**MATERIAL TO PROCESS**
//! Relaying SIGINT and SIGTERM to running children
//!
//! While a run is in progress the parent intercepts SIGINT and SIGTERM and
//! forwards them to the child instead of dying with it unreported. Handler
//! installation is reference counted across concurrent runs: the first
//! [`SignalRelay`] installs the handlers and the last one dropped restores
//! the previous dispositions.
//!
//! The handler only touches atomics and calls `kill(2)`, both async-signal-safe.
//! Anything worth reporting is recorded in the run's slot and logged when the
//! relay is dropped.

use nix::errno::Errno;
use nix::sys::signal::{kill, sigaction, SaFlags, SigAction, SigHandler, SigSet, Signal};
use nix::unistd::Pid;
use std::sync::atomic::{AtomicI32, Ordering};
use std::sync::{Mutex, PoisonError};

/// Signals forwarded to the child
pub const RELAYED_SIGNALS: [Signal; 2] = [Signal::SIGINT, Signal::SIGTERM];

/// Maximum number of concurrent runs that get signals relayed
const MAX_RELAYED_CHILDREN: usize = 64;

const UNCLAIMED: i32 = 0;
/// Slot claimed by a run whose child has not started yet
const PENDING: i32 = -1;
/// Slot claimed by a run whose child has exited
const FINISHED: i32 = -2;
const NONE: i32 = 0;

/// Per-run state shared with the signal handler
struct Slot {
    pid: AtomicI32,
    /// Last signal that arrived before the child started
    dropped: AtomicI32,
    /// Errno of the last failed forward
    failed: AtomicI32,
}

impl Slot {
    const fn new() -> Self {
        Self {
            pid: AtomicI32::new(UNCLAIMED),
            dropped: AtomicI32::new(NONE),
            failed: AtomicI32::new(NONE),
        }
    }
}

static SLOTS: [Slot; MAX_RELAYED_CHILDREN] = [const { Slot::new() }; MAX_RELAYED_CHILDREN];

struct Handlers {
    active: usize,
    previous: Vec<(Signal, SigAction)>,
}

static HANDLERS: Mutex<Handlers> = Mutex::new(Handlers {
    active: 0,
    previous: Vec::new(),
});

extern "C" fn on_signal(signum: libc::c_int) {
    relay_to_children(signum);
}

fn relay_to_children(signum: libc::c_int) {
    let Ok(signal) = Signal::try_from(signum) else {
        return;
    };
    for slot in SLOTS.iter() {
        match slot.pid.load(Ordering::SeqCst) {
            UNCLAIMED | FINISHED => {}
            PENDING => slot.dropped.store(signum, Ordering::SeqCst),
            pid => {
                if let Err(errno) = kill(Pid::from_raw(pid), signal) {
                    slot.failed.store(errno as i32, Ordering::SeqCst);
                }
            }
        }
    }
}

fn install_handlers() {
    let mut handlers = HANDLERS.lock().unwrap_or_else(PoisonError::into_inner);
    handlers.active += 1;
    if handlers.active > 1 {
        return;
    }

    let action = SigAction::new(
        SigHandler::Handler(on_signal),
        SaFlags::SA_RESTART,
        SigSet::empty(),
    );
    for signal in RELAYED_SIGNALS {
        // SAFETY: on_signal only performs atomic loads/stores and kill(2)
        match unsafe { sigaction(signal, &action) } {
            Ok(previous) => handlers.previous.push((signal, previous)),
            Err(e) => tracing::warn!(%signal, error = %e, "failed to install signal handler"),
        }
    }
}

fn uninstall_handlers() {
    let mut handlers = HANDLERS.lock().unwrap_or_else(PoisonError::into_inner);
    handlers.active = handlers.active.saturating_sub(1);
    if handlers.active > 0 {
        return;
    }

    for (signal, previous) in handlers.previous.drain(..) {
        // SAFETY: restores the disposition that was in place before install_handlers
        if let Err(e) = unsafe { sigaction(signal, &previous) } {
            tracing::warn!(%signal, error = %e, "failed to restore signal handler");
        }
    }
}

fn claim_slot() -> Option<usize> {
    SLOTS.iter().position(|slot| {
        slot.pid
            .compare_exchange(UNCLAIMED, PENDING, Ordering::SeqCst, Ordering::SeqCst)
            .is_ok()
    })
}

/// Forwards SIGINT and SIGTERM to one child for as long as it is alive
///
/// Create the relay before spawning the child and [`attach`](Self::attach)
/// the child's pid once it exists. Signals arriving in between are not
/// forwarded and get reported when the relay is dropped.
pub struct SignalRelay {
    slot: Option<usize>,
    pid: Option<i32>,
}

impl SignalRelay {
    pub fn install() -> Self {
        let slot = claim_slot();
        if slot.is_none() {
            tracing::warn!(
                "more than {MAX_RELAYED_CHILDREN} concurrent runs, signals will not be relayed"
            );
            return Self { slot, pid: None };
        }
        install_handlers();
        Self { slot, pid: None }
    }

    /// Start forwarding signals to the process `pid`
    pub fn attach(&mut self, pid: u32) {
        let Some(index) = self.slot else {
            return;
        };
        let Ok(pid) = i32::try_from(pid) else {
            tracing::warn!(pid, "pid out of range, signals will not be relayed");
            return;
        };
        self.pid = Some(pid);
        SLOTS[index].pid.store(pid, Ordering::SeqCst);
    }

    /// Whether signals are currently forwarded to a child
    pub fn is_attached(&self) -> bool {
        self.slot
            .is_some_and(|index| SLOTS[index].pid.load(Ordering::SeqCst) > 0)
    }

    /// Stop forwarding signals to the attached process
    ///
    /// Call after the child has exited but before it is reaped, while its pid
    /// cannot belong to another process.
    pub fn detach(&mut self) {
        if let Some(index) = self.slot {
            SLOTS[index].pid.store(FINISHED, Ordering::SeqCst);
        }
    }

    fn report(&self, slot: &Slot) {
        let dropped = slot.dropped.swap(NONE, Ordering::SeqCst);
        if dropped != NONE {
            let signal = Signal::try_from(dropped)
                .map(|s| s.as_str())
                .unwrap_or("unknown");
            tracing::warn!(signal, "signal arrived before the child started, not relayed");
        }

        let failed = slot.failed.swap(NONE, Ordering::SeqCst);
        if failed != NONE {
            tracing::warn!(
                pid = ?self.pid,
                error = %Errno::from_raw(failed),
                "failed to relay signal to child"
            );
        }
    }
}

impl Drop for SignalRelay {
    fn drop(&mut self) {
        let Some(index) = self.slot else {
            return;
        };
        let slot = &SLOTS[index];
        slot.pid.store(FINISHED, Ordering::SeqCst);
        uninstall_handlers();
        self.report(slot);
        slot.pid.store(UNCLAIMED, Ordering::SeqCst);
    }
}
//! Command execution
//!
//! Runs a command to completion with its stdout and stderr buffered in
//! memory, then decides from the exit code and stdout whether the output is
//! muted or written to the caller's sinks.
//!
//! # Exit codes
//!
//! A command that exits normally reports its own exit status. A command that
//! cannot be started, is killed by a signal, or cannot be waited on reports
//! [`EXIT_EXEC_FAILURE`](crate::EXIT_EXEC_FAILURE). Muting never changes the
//! reported exit code.
//!
//! # Signals
//!
//! SIGINT and SIGTERM received while a command runs are forwarded to it. See
//! [`signals`].

mod result;
mod runner;
pub mod signals;
mod target;

pub use result::{RunError, RunResult, Termination};
pub use runner::run_command;
pub use target::{execute, ExecOutcome, Target};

**THE PROBLEM**
Report every line of the material above in which "UNCLAIMED" appears.

**THE COMPLETED TASK**
const UNCLAIMED: i32 = 0;
            pid: AtomicI32::new(UNCLAIMED),
            UNCLAIMED | FINISHED => {}
            .compare_exchange(UNCLAIMED, PENDING, Ordering::SeqCst, Ordering::SeqCst)
        slot.pid.store(UNCLAIMED, Ordering::SeqCst);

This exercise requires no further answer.